### Records provided

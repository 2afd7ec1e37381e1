//! Incoming HTTP request type.

use std::collections::HashMap;

use bytes::Bytes;
use http_body_util::BodyExt;
use hyper::body::Incoming;
use serde::de::DeserializeOwned;

use crate::error::RequestError;
use crate::method::Method;

/// An incoming HTTP request with its body fully buffered.
pub struct Request {
    pub(crate) method: Method,
    pub(crate) path: String,
    pub(crate) query: Vec<(String, String)>,
    pub(crate) headers: Vec<(String, String)>,
    pub(crate) body: Bytes,
    pub(crate) params: HashMap<String, String>,
}

impl Request {
    /// Starts building a request by hand. `target` is a path with an optional
    /// query string, e.g. `/api/posts?sort=title`.
    ///
    /// The server never uses this; it exists for driving a
    /// [`Router`](crate::Router) in-process.
    pub fn builder(method: Method, target: &str) -> RequestBuilder {
        let (path, query) = match target.split_once('?') {
            Some((path, query)) => (path, parse_query(query)),
            None => (target, Vec::new()),
        };
        RequestBuilder {
            request: Self {
                method,
                path: path.to_owned(),
                query,
                headers: Vec::new(),
                body: Bytes::new(),
                params: HashMap::new(),
            },
        }
    }

    /// Buffers a hyper request into a [`Request`].
    pub(crate) async fn from_hyper(req: hyper::Request<Incoming>) -> Result<Self, RequestError> {
        let (parts, body) = req.into_parts();

        let method = parts.method.as_str().parse::<Method>()
            .map_err(|()| RequestError::UnsupportedMethod(parts.method.to_string()))?;

        let body = body.collect().await.map_err(RequestError::Body)?.to_bytes();

        // Header values that are not visible ASCII are dropped rather than
        // failing the whole request.
        let headers = parts.headers.iter()
            .filter_map(|(k, v)| v.to_str().ok().map(|v| (k.as_str().to_owned(), v.to_owned())))
            .collect();

        Ok(Self {
            method,
            path: parts.uri.path().to_owned(),
            query: parts.uri.query().map(parse_query).unwrap_or_default(),
            headers,
            body,
            params: HashMap::new(),
        })
    }

    pub(crate) fn with_params(mut self, params: HashMap<String, String>) -> Self {
        self.params = params;
        self
    }

    pub fn method(&self) -> Method { self.method }
    pub fn path(&self) -> &str { &self.path }

    /// Case-insensitive header lookup.
    pub fn header(&self, name: &str) -> Option<&str> {
        self.headers.iter()
            .find(|(k, _)| k.eq_ignore_ascii_case(name))
            .map(|(_, v)| v.as_str())
    }

    /// Returns a named path parameter.
    ///
    /// For a route `/api/posts/{id}`, `req.param("id")` on `/api/posts/42`
    /// returns `Some("42")`.
    pub fn param(&self, key: &str) -> Option<&str> {
        self.params.get(key).map(String::as_str)
    }

    /// Returns the first value of a query-string parameter, percent-decoded.
    ///
    /// Empty values are reported as absent: `?sort=` behaves like no `sort`.
    pub fn query(&self, key: &str) -> Option<&str> {
        self.query.iter()
            .find(|(k, _)| k == key)
            .map(|(_, v)| v.as_str())
            .filter(|v| !v.is_empty())
    }

    /// Decodes the body as JSON.
    ///
    /// Returns `Ok(None)` when the body is empty (or only whitespace) or is
    /// the JSON literal `null`.
    pub fn json<T: DeserializeOwned>(&self) -> Result<Option<T>, serde_json::Error> {
        if self.body.iter().all(u8::is_ascii_whitespace) {
            return Ok(None);
        }
        serde_json::from_slice::<Option<T>>(&self.body)
    }
}

fn parse_query(query: &str) -> Vec<(String, String)> {
    url::form_urlencoded::parse(query.as_bytes())
        .map(|(k, v)| (k.into_owned(), v.into_owned()))
        .collect()
}

/// Fluent builder for [`Request`]. Obtain via [`Request::builder`].
pub struct RequestBuilder {
    request: Request,
}

impl RequestBuilder {
    pub fn header(mut self, name: &str, value: &str) -> Self {
        self.request.headers.push((name.to_owned(), value.to_owned()));
        self
    }

    pub fn body(mut self, body: impl Into<Bytes>) -> Self {
        self.request.body = body.into();
        self
    }

    pub fn build(self) -> Request {
        self.request
    }
}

### Task requirements
If a line in the entries above contains the word "Some", copy it.

### Result
            Some((path, query)) => (path, parse_query(query)),
    /// returns `Some("42")`.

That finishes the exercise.